Nanotentacle-Armed Flexible Affinity Interface Enables Streamlined Capture, Labeling, and Release of Circulating Tumor Cells

Liquid biopsy based on circulating tumor cells (CTCs) is regarded as a promising approach for cancer diagnosis, therapeutic evaluation, and metastasis monitoring. However, conventional CTC identification processes after CTC isolation are labor-intensive and can lead to CTC inactivation. Here, we present a nanotentacle-armed flexible affinity interface (NataFace) designed for the capture, release, and labeling of CTCs. Engineered from M13 bacteriophages and boronate affinity chemistry, NataFace integrates flexibility-enhanced and local multivalent interactions to achieve superior CTC capture affinity and selectivity.
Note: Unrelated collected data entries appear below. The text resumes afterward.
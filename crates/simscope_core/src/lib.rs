//! Client-side workflow for an image similarity comparison service: two
//! upload slots with local previews, a single-in-flight submission state
//! machine, a blocking HTTP client, and a response interpreter. UI-free so
//! every piece is unit-testable; the `app_gui` crate renders on top of this.

pub mod client;
pub mod error;
pub mod form;
pub mod protocol;
pub mod slot;

pub use client::{CompareClient, DEFAULT_SERVICE_URL};
pub use error::CompareError;
pub use form::{
    CompareForm, ComparisonRequest, PendingSubmission, ResultView, SubmissionStatus,
};
pub use protocol::{ComparisonResult, decode_data_uri, format_score, interpret_response};
pub use slot::{PREVIEW_SIZE, Preview, SelectedImage, SlotId, UploadSlot, looks_like_image};
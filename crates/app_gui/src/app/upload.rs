//! The two upload zones: previews, native file picker, drag-and-drop.

use std::path::PathBuf;

use eframe::egui;
use rfd::FileDialog;
use simscope_core::{SlotId, looks_like_image};

use super::{Panel, SlotTexture, UiApp, slot_index};

const IMAGE_EXTENSIONS: [&str; 6] = ["jpg", "jpeg", "png", "gif", "webp", "bmp"];

impl UiApp {
    pub(super) fn render_upload_zones(&mut self, ui: &mut egui::Ui, ctx: &egui::Context) {
        ui.columns(2, |columns| {
            self.render_zone(&mut columns[0], ctx, SlotId::A);
            self.render_zone(&mut columns[1], ctx, SlotId::B);
        });

        // A drop that landed outside both zones goes to the first empty slot.
        if let Some(path) = self.pending_drop.take() {
            let target = if self.form.slot(SlotId::A).is_empty() {
                SlotId::A
            } else {
                SlotId::B
            };
            self.accept_drop(target, path);
        }
    }

    fn render_zone(&mut self, ui: &mut egui::Ui, ctx: &egui::Context, id: SlotId) {
        let response = ui
            .group(|ui| {
                ui.label(egui::RichText::new(id.label()).strong());
                ui.add_space(4.0);

                if let Some((texture_id, size)) = self.slot_texture(ctx, id) {
                    ui.image(egui::load::SizedTexture::new(texture_id, size));
                } else if let Some(image) = self.form.slot(id).image() {
                    ui.label(format!("{} (no preview available)", image.file_name()));
                } else {
                    ui.label("Drop an image here or pick one below.");
                }

                ui.add_space(4.0);
                ui.horizontal(|ui| {
                    if ui.button("Pick image...").clicked()
                        && let Some(path) = FileDialog::new()
                            .add_filter("Images", &IMAGE_EXTENSIONS)
                            .add_filter("All files", &["*"])
                            .pick_file()
                    {
                        self.select_file(id, path);
                    }
                    let has_file = !self.form.slot(id).is_empty();
                    if ui.add_enabled(has_file, egui::Button::new("Clear")).clicked() {
                        self.form.clear(id);
                        self.slot_textures[slot_index(id)] = None;
                        self.result_textures = None;
                        self.status = format!("{} cleared.", id.label());
                    }
                });
            })
            .response;

        if self.pending_drop.is_some()
            && let Some(pos) = ctx.input(|i| i.pointer.latest_pos())
            && response.rect.contains(pos)
            && let Some(path) = self.pending_drop.take()
        {
            self.accept_drop(id, path);
        }
    }

    /// Stash the first file of this frame's drop, if any; the zones claim it
    /// during rendering. Drops only make sense while the compare panel is
    /// visible; anything pending from another panel is discarded.
    pub(super) fn collect_dropped_file(&mut self, ctx: &egui::Context) {
        if self.panel != Panel::Compare {
            self.pending_drop = None;
            return;
        }
        let dropped = ctx.input(|i| i.raw.dropped_files.clone());
        if let Some(file) = dropped.into_iter().next()
            && let Some(path) = file.path
        {
            self.pending_drop = Some(path);
        }
    }

    /// Extension check applies at the drop boundary only; the picker above
    /// accepts anything.
    fn accept_drop(&mut self, id: SlotId, path: PathBuf) {
        if !looks_like_image(&path) {
            self.status = format!("Ignored {}: not an image file.", path.display());
            return;
        }
        self.select_file(id, path);
    }

    /// Texture for the slot's current preview, rebuilt when the selection
    /// generation changes. Replacing the handle releases the old texture.
    fn slot_texture(
        &mut self,
        ctx: &egui::Context,
        id: SlotId,
    ) -> Option<(egui::TextureId, egui::Vec2)> {
        let preview = self.form.slot(id).preview()?;
        let index = slot_index(id);

        let stale = self.slot_textures[index]
            .as_ref()
            .is_none_or(|t| t.generation != preview.generation);
        if stale {
            let color = egui::ColorImage::from_rgba_unmultiplied(
                [preview.width as usize, preview.height as usize],
                &preview.rgba,
            );
            let handle = ctx.load_texture(
                format!("slot:{index}:{}", preview.generation),
                color,
                egui::TextureOptions::LINEAR,
            );
            self.slot_textures[index] = Some(SlotTexture {
                generation: preview.generation,
                handle,
            });
        }

        let size = egui::vec2(preview.width as f32, preview.height as f32);
        self.slot_textures[index]
            .as_ref()
            .map(|t| (t.handle.id(), size))
    }
}

#[cfg(test)]
mod tests {
    use std::path::PathBuf;

    use super::super::{Panel, UiApp};

    #[test]
    fn drops_are_discarded_outside_the_compare_panel() {
        let ctx = eframe::egui::Context::default();
        let mut app = UiApp::new();
        app.panel = Panel::Settings;
        app.pending_drop = Some(PathBuf::from("lingering.png"));

        app.collect_dropped_file(&ctx);
        assert!(app.pending_drop.is_none());
    }
}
Using a programmable DNA-based "light-up" strategy, captured CTCs are self-labeled, enabling precise identification without the need for tedious and destructive immunostaining. Additionally, mild acidic fructose treatment allows the release of viable CTCs, preserving their phenotypic integrity for downstream applications. Importantly, NataFace is regenerable, enabling recharging with aptamers targeting different biomarkers for adaptable cell isolation. Clinical validation using cancer patient blood samples demonstrated high sensitivity, specificity, and consistency with standard immunofluorescence methods. Beyond CTC isolation, NataFace's multifunctional, renewable design positions it as a versatile platform with potential applications in drug delivery, immunosorbent assays, and hemopurification. This offers a transformative approach to liquid biopsy and personalized medicine.